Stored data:

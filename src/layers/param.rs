use serde::{Serialize, Deserialize};

use crate::math::matrix::Matrix;

/// A trainable tensor together with its accumulated gradient.
///
/// Only `value` is serialized; `grad` is rebuilt by `zero_grad()` before
/// every mini-batch.
#[derive(Debug, Clone, PartialEq, Serialize, Deserialize)]
pub struct Param {
    pub value: Matrix,
    #[serde(skip)]
    pub grad: Matrix,
}

impl Param {
    pub fn new(value: Matrix) -> Param {
        let grad = Matrix::zeros(value.rows, value.cols);
        Param { value, grad }
    }

    pub fn zeros(rows: usize, cols: usize) -> Param {
        Param::new(Matrix::zeros(rows, cols))
    }

    pub fn zero_grad(&mut self) {
        if self.grad.shape() == self.value.shape() {
            for g in self.grad.data.iter_mut().flatten() {
                *g = 0.0;
            }
        } else {
            self.grad = Matrix::zeros(self.value.rows, self.value.cols);
        }
    }

    pub fn count(&self) -> usize {
        self.value.len()
    }
}
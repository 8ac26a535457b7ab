use serde::{Serialize, Deserialize};
use std::path::Path;

use crate::error::{Error, Result};
use crate::layers::Param;
use crate::math::matrix::Matrix;
use crate::model::compile::CompileConfig;
use crate::network::network::Network;

/// Position of the encoder in an assembled model. Latent extraction reads
/// this layer directly, bypassing the decoder.
pub const ENCODER_INDEX: usize = 1;

/// Restores the decoder output to the input shape.
#[derive(Debug, Clone, Serialize, Deserialize)]
pub struct Reshape {
    pub target_shape: (usize, usize),
    #[serde(skip)]
    source_shape: Option<(usize, usize)>,
}

impl Reshape {
    pub fn new(target_shape: (usize, usize)) -> Reshape {
        Reshape { target_shape, source_shape: None }
    }

    fn apply(x: &Matrix, shape: (usize, usize)) -> Result<Matrix> {
        x.reshape(shape.0, shape.1).ok_or_else(|| Error::ShapeMismatch {
            expected: vec![shape.0, shape.1],
            got: vec![x.rows, x.cols],
        })
    }

    pub fn predict(&self, x: &Matrix) -> Result<Matrix> {
        Reshape::apply(x, self.target_shape)
    }

    pub fn forward(&mut self, x: &Matrix) -> Result<Matrix> {
        self.source_shape = Some(x.shape());
        self.predict(x)
    }

    pub fn backward(&self, grad: &Matrix) -> Result<Matrix> {
        Reshape::apply(grad, self.source_shape.unwrap_or(self.target_shape))
    }
}

/// One top-level layer of the assembled auto-encoder.
#[derive(Debug, Clone, Serialize, Deserialize)]
#[serde(tag = "kind", rename_all = "snake_case")]
pub enum ModelLayer {
    Input { shape: (usize, usize) },
    Encoder(Network),
    Decoder(Network),
    Reshape(Reshape),
}

impl ModelLayer {
    pub fn name(&self) -> &str {
        match self {
            ModelLayer::Input { .. } => "input_layer",
            ModelLayer::Encoder(n) | ModelLayer::Decoder(n) => &n.name,
            ModelLayer::Reshape(_) => "output_layer",
        }
    }
}

/// End-to-end model `input → encoder → decoder → reshape`, plus the compile
/// settings used by the training loop.
#[derive(Debug, Clone, Serialize, Deserialize)]
pub struct AutoEncoder {
    pub layers: Vec<ModelLayer>,
    #[serde(default)]
    compiled: Option<CompileConfig>,
}

impl AutoEncoder {
    pub fn new(input_shape: (usize, usize), encoder: Network, decoder: Network) -> AutoEncoder {
        AutoEncoder {
            layers: vec![
                ModelLayer::Input { shape: input_shape },
                ModelLayer::Encoder(encoder),
                ModelLayer::Decoder(decoder),
                ModelLayer::Reshape(Reshape::new(input_shape)),
            ],
            compiled: None,
        }
    }

    pub fn compile(&mut self, config: CompileConfig) {
        self.compiled = Some(config);
    }

    pub fn compile_config(&self) -> Option<&CompileConfig> {
        self.compiled.as_ref()
    }

    /// Drops the compile settings, leaving an inference-only model.
    pub fn into_uncompiled(mut self) -> AutoEncoder {
        self.compiled = None;
        self
    }

    pub fn input_shape(&self) -> Result<(usize, usize)> {
        match self.layers.first() {
            Some(ModelLayer::Input { shape }) => Ok(*shape),
            _ => Err(Error::Layout("first layer is not an input layer".into())),
        }
    }

    /// The encoder sub-model, which must sit at [`ENCODER_INDEX`].
    pub fn encoder(&self) -> Result<&Network> {
        match self.layers.get(ENCODER_INDEX) {
            Some(ModelLayer::Encoder(network)) => Ok(network),
            other => Err(Error::Layout(format!(
                "expected the encoder at layer {ENCODER_INDEX}, found {}",
                other.map_or("no layer", |l| l.name())
            ))),
        }
    }

    fn check_input(shape: (usize, usize), x: &Matrix) -> Result<()> {
        if x.shape() != shape {
            return Err(Error::ShapeMismatch {
                expected: vec![shape.0, shape.1],
                got: vec![x.rows, x.cols],
            });
        }
        Ok(())
    }

    pub fn predict(&self, x: &Matrix) -> Result<Matrix> {
        let mut current = x.clone();
        for layer in &self.layers {
            current = match layer {
                ModelLayer::Input { shape } => {
                    AutoEncoder::check_input(*shape, &current)?;
                    current
                }
                ModelLayer::Encoder(n) | ModelLayer::Decoder(n) => n.predict(&current),
                ModelLayer::Reshape(r) => r.predict(&current)?,
            };
        }
        Ok(current)
    }

    /// Training forward pass; caches activations for `backward`.
    pub fn forward(&mut self, x: &Matrix) -> Result<Matrix> {
        let mut current = x.clone();
        for layer in &mut self.layers {
            current = match layer {
                ModelLayer::Input { shape } => {
                    AutoEncoder::check_input(*shape, &current)?;
                    current
                }
                ModelLayer::Encoder(n) | ModelLayer::Decoder(n) => n.forward(&current),
                ModelLayer::Reshape(r) => r.forward(&current)?,
            };
        }
        Ok(current)
    }

    /// Accumulates parameter gradients for ∂L/∂output of the last `forward`.
    pub fn backward(&mut self, grad: &Matrix) -> Result<()> {
        let mut delta = grad.clone();
        for layer in self.layers.iter_mut().rev() {
            delta = match layer {
                ModelLayer::Input { .. } => delta,
                ModelLayer::Encoder(n) | ModelLayer::Decoder(n) => n.backward(&delta),
                ModelLayer::Reshape(r) => r.backward(&delta)?,
            };
        }
        Ok(())
    }

    pub fn output_shape(&self) -> Result<(usize, usize)> {
        let mut shape = self.input_shape()?;
        for layer in &self.layers {
            shape = match layer {
                ModelLayer::Input { .. } => shape,
                ModelLayer::Encoder(n) | ModelLayer::Decoder(n) => n.output_shape(shape),
                ModelLayer::Reshape(r) => r.target_shape,
            };
        }
        Ok(shape)
    }

    pub fn params_mut(&mut self) -> Vec<&mut Param> {
        self.layers.iter_mut()
            .flat_map(|layer| match layer {
                ModelLayer::Encoder(n) | ModelLayer::Decoder(n) => n.params_mut(),
                _ => Vec::new(),
            })
            .collect()
    }

    pub fn param_count(&self) -> usize {
        self.layers.iter()
            .map(|layer| match layer {
                ModelLayer::Encoder(n) | ModelLayer::Decoder(n) => n.param_count(),
                _ => 0,
            })
            .sum()
    }

    /// One line per top-level layer: name, output shape and parameter count.
    pub fn summary(&self) -> Vec<String> {
        let mut shape = match self.input_shape() {
            Ok(s) => s,
            Err(_) => return vec!["<invalid model>".to_string()],
        };
        let mut lines = Vec::with_capacity(self.layers.len() + 1);
        for layer in &self.layers {
            let params = match layer {
                ModelLayer::Encoder(n) | ModelLayer::Decoder(n) => {
                    shape = n.output_shape(shape);
                    n.param_count()
                }
                ModelLayer::Reshape(r) => {
                    shape = r.target_shape;
                    0
                }
                ModelLayer::Input { .. } => 0,
            };
            lines.push(format!("{:<14} {:>14} {:>10}", layer.name(), format!("{shape:?}"), params));
        }
        lines.push(format!("total params: {}", self.param_count()));
        lines
    }

    /// Drops every per-layer forward cache.
    pub fn release_buffers(&mut self) {
        for layer in &mut self.layers {
            match layer {
                ModelLayer::Encoder(n) | ModelLayer::Decoder(n) => n.clear_cache(),
                ModelLayer::Reshape(r) => r.source_shape = None,
                ModelLayer::Input { .. } => {}
            }
        }
        for param in self.params_mut() {
            param.grad = Matrix::default();
        }
    }

    /// True while forward caches or gradient buffers are still allocated.
    pub(crate) fn has_cached_state(&self) -> bool {
        self.layers.iter().any(|layer| match layer {
            ModelLayer::Encoder(n) | ModelLayer::Decoder(n) => {
                n.has_cache() || n.params().iter().any(|p| !p.grad.is_empty())
            }
            ModelLayer::Reshape(r) => r.source_shape.is_some(),
            ModelLayer::Input { .. } => false,
        })
    }

    /// Serializes the model (architecture, weights, compile settings) to a
    /// pretty-printed JSON file.
    pub fn save_json(&self, path: impl AsRef<Path>) -> Result<()> {
        let file = std::fs::File::create(path)?;
        let writer = std::io::BufWriter::new(file);
        serde_json::to_writer_pretty(writer, self)?;
        Ok(())
    }

    /// Deserializes a model previously written by `save_json`.
    pub fn load_json(path: impl AsRef<Path>) -> Result<AutoEncoder> {
        let file = std::fs::File::open(path)?;
        let reader = std::io::BufReader::new(file);
        Ok(serde_json::from_reader(reader)?)
    }
}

* _ACTIVITY_: Look over the records above and filter for each line with the word "Option".

* _TASK RESULT_:
    source_shape: Option<(usize, usize)>,
    compiled: Option<CompileConfig>,
    pub fn compile_config(&self) -> Option<&CompileConfig> {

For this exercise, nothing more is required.